YOUR INSTRUCTIONS
The records below are to be transcribed in full, exactly as given.
[MATERIAL SUPPLIED Boundary: Start]
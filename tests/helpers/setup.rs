use battleboard_api::Application;
use battleboard_domain::Contest;
use battleboard_infra::{
    BattleBoardContext, Config, ContestQuery, DeliveryError, DeliveryReceipt, IContestProvider,
    IEmailSender, RenderedEmail,
};
use battleboard_sdk::{BattleBoardSDK, LoginUserInput, RegisterUserInput};
use std::sync::{Arc, Mutex};

pub struct TestApp {
    pub config: Config,
    pub address: String,
    pub mailer: Arc<RecordingMailer>,
}

/// Mailer keeping every account email instead of sending it
#[derive(Default)]
pub struct RecordingMailer {
    sent: Mutex<Vec<(String, RenderedEmail)>>,
}

impl RecordingMailer {
    pub fn sent(&self) -> Vec<(String, RenderedEmail)> {
        self.sent.lock().unwrap().clone()
    }

    /// The code in the last one time password mailed to `to`
    pub fn last_code_for(&self, to: &str) -> Option<String> {
        let (_, email) = self.sent().into_iter().rev().find(|(rcpt, _)| rcpt == to)?;
        let start = email.html.find("px;\">")? + "px;\">".len();
        let end = start + email.html[start..].find("</h1>")?;
        Some(email.html[start..end].to_string())
    }
}

#[async_trait::async_trait]
impl IEmailSender for RecordingMailer {
    async fn send_email(
        &self,
        to: &str,
        email: &RenderedEmail,
    ) -> Result<DeliveryReceipt, DeliveryError> {
        self.sent
            .lock()
            .unwrap()
            .push((to.to_string(), email.clone()));
        Ok(DeliveryReceipt::default())
    }
}

/// Contest provider serving a fixed set of contests
pub struct StaticContests(pub Vec<Contest>);

#[async_trait::async_trait]
impl IContestProvider for StaticContests {
    async fn list_contests(&self, _query: &ContestQuery) -> anyhow::Result<Vec<Contest>> {
        Ok(self.0.clone())
    }
}

pub fn contest(id: i64, host: &str) -> Contest {
    Contest {
        id,
        event: format!("Round #{}", id),
        host: host.into(),
        href: format!("https://{}/contest/{}", host, id),
        start_ts: 1741527000000 + id * 1000,
        end_ts: 1741534200000 + id * 1000,
        duration: 7200,
    }
}

// Launch the application as a background task
pub async fn spawn_app() -> (TestApp, BattleBoardSDK) {
    let mut ctx = BattleBoardContext::create_inmemory();
    ctx.config.port = 0; // Random port
    // Keep the reminder job out of the way
    ctx.config.reminders.cron_expression = "0 0 0 1 1 *".into();
    ctx.config.reminders.scan_on_startup = false;
    ctx.contests = Arc::new(StaticContests(vec![
        contest(1, "codeforces.com"),
        contest(2, "leetcode.com"),
        contest(3, "atcoder.jp"),
    ]));
    let mailer = Arc::new(RecordingMailer::default());
    ctx.mailer = mailer.clone();

    let config = ctx.config.clone();
    let application = Application::new(ctx)
        .await
        .expect("Failed to build application.");

    let address = format!("http://localhost:{}/api/v1", application.port());
    let _ = actix_web::rt::spawn(async move {
        application
            .start()
            .await
            .expect("Expected application to start");
    });

    let app = TestApp {
        config,
        address: address.clone(),
        mailer,
    };
    let sdk = BattleBoardSDK::new(address);
    (app, sdk)
}

/// Runs the one time password flow for `email` and returns the verification token
pub async fn verify_email(app: &TestApp, sdk: &BattleBoardSDK, email: &str) -> String {
    sdk.user
        .send_otp(email.into())
        .await
        .expect("Expected to send OTP");
    let code = app
        .mailer
        .last_code_for(email)
        .expect("Expected an OTP email");

    sdk.user
        .verify_otp(email.into(), code)
        .await
        .expect("Expected to verify OTP")
        .email_verification_token
}

/// Registers a `User` and returns an sdk acting as that `User`
pub async fn register_and_login(
    app: &TestApp,
    sdk: &BattleBoardSDK,
    name: &str,
) -> BattleBoardSDK {
    let email = format!("{}@example.com", name);
    let email_verification_token = verify_email(app, sdk, &email).await;
    sdk.user
        .register(RegisterUserInput {
            email_verification_token,
            username: name.into(),
            email,
            password: "Str0ng!Passw0rd".into(),
            phone_number: None,
        })
        .await
        .expect("Expected to register user");

    let res = sdk
        .user
        .login(LoginUserInput {
            email_or_username: name.into(),
            password: "Str0ng!Passw0rd".into(),
        })
        .await
        .expect("Expected to login");

    BattleBoardSDK::with_token(app.address.clone(), res.token)
}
[MATERIAL SUPPLIED Boundary: End]
TASK SOLUTION
filename tests/helpers/setup.rs
use battleboard_api::Application;
use battleboard_domain::Contest;
use battleboard_infra::{
    BattleBoardContext, Config, ContestQuery, DeliveryError, DeliveryReceipt, IContestProvider,
    IEmailSender, RenderedEmail,
};
use battleboard_sdk::{BattleBoardSDK, LoginUserInput, RegisterUserInput};
use std::sync::{Arc, Mutex};

pub struct TestApp {
    pub config: Config,
    pub address: String,
    pub mailer: Arc<RecordingMailer>,
}

/// Mailer keeping every account email instead of sending it
#[derive(Default)]
pub struct RecordingMailer {
    sent: Mutex<Vec<(String, RenderedEmail)>>,
}

impl RecordingMailer {
    pub fn sent(&self) -> Vec<(String, RenderedEmail)> {
        self.sent.lock().unwrap().clone()
    }

    /// The code in the last one time password mailed to `to`
    pub fn last_code_for(&self, to: &str) -> Option<String> {
        let (_, email) = self.sent().into_iter().rev().find(|(rcpt, _)| rcpt == to)?;
        let start = email.html.find("px;\">")? + "px;\">".len();
        let end = start + email.html[start..].find("</h1>")?;
        Some(email.html[start..end].to_string())
    }
}

#[async_trait::async_trait]
impl IEmailSender for RecordingMailer {
    async fn send_email(
        &self,
        to: &str,
        email: &RenderedEmail,
    ) -> Result<DeliveryReceipt, DeliveryError> {
        self.sent
            .lock()
            .unwrap()
            .push((to.to_string(), email.clone()));
        Ok(DeliveryReceipt::default())
    }
}

/// Contest provider serving a fixed set of contests
pub struct StaticContests(pub Vec<Contest>);

#[async_trait::async_trait]
impl IContestProvider for StaticContests {
    async fn list_contests(&self, _query: &ContestQuery) -> anyhow::Result<Vec<Contest>> {
        Ok(self.0.clone())
    }
}

pub fn contest(id: i64, host: &str) -> Contest {
    Contest {
        id,
        event: format!("Round #{}", id),
        host: host.into(),
        href: format!("https://{}/contest/{}", host, id),
        start_ts: 1741527000000 + id * 1000,
        end_ts: 1741534200000 + id * 1000,
        duration: 7200,
    }
}

// Launch the application as a background task
pub async fn spawn_app() -> (TestApp, BattleBoardSDK) {
    let mut ctx = BattleBoardContext::create_inmemory();
    ctx.config.port = 0; // Random port
    // Keep the reminder job out of the way
    ctx.config.reminders.cron_expression = "0 0 0 1 1 *".into();
    ctx.config.reminders.scan_on_startup = false;
    ctx.contests = Arc::new(StaticContests(vec![
        contest(1, "codeforces.com"),
        contest(2, "leetcode.com"),
        contest(3, "atcoder.jp"),
    ]));
    let mailer = Arc::new(RecordingMailer::default());
    ctx.mailer = mailer.clone();

    let config = ctx.config.clone();
    let application = Application::new(ctx)
        .await
        .expect("Failed to build application.");

    let address = format!("http://localhost:{}/api/v1", application.port());
    let _ = actix_web::rt::spawn(async move {
        application
            .start()
            .await
            .expect("Expected application to start");
    });

    let app = TestApp {
        config,
        address: address.clone(),
        mailer,
    };
    let sdk = BattleBoardSDK::new(address);
    (app, sdk)
}

/// Runs the one time password flow for `email` and returns the verification token
pub async fn verify_email(app: &TestApp, sdk: &BattleBoardSDK, email: &str) -> String {
    sdk.user
        .send_otp(email.into())
        .await
        .expect("Expected to send OTP");
    let code = app
        .mailer
        .last_code_for(email)
        .expect("Expected an OTP email");

    sdk.user
        .verify_otp(email.into(), code)
        .await
        .expect("Expected to verify OTP")
        .email_verification_token
}

/// Registers a `User` and returns an sdk acting as that `User`
pub async fn register_and_login(
    app: &TestApp,
    sdk: &BattleBoardSDK,
    name: &str,
) -> BattleBoardSDK {
    let email = format!("{}@example.com", name);
    let email_verification_token = verify_email(app, sdk, &email).await;
    sdk.user
        .register(RegisterUserInput {
            email_verification_token,
            username: name.into(),
            email,
            password: "Str0ng!Passw0rd".into(),
            phone_number: None,
        })
        .await
        .expect("Expected to register user");

    let res = sdk
        .user
        .login(LoginUserInput {
            email_or_username: name.into(),
            password: "Str0ng!Passw0rd".into(),
        })
        .await
        .expect("Expected to login");

    BattleBoardSDK::with_token(app.address.clone(), res.token)
}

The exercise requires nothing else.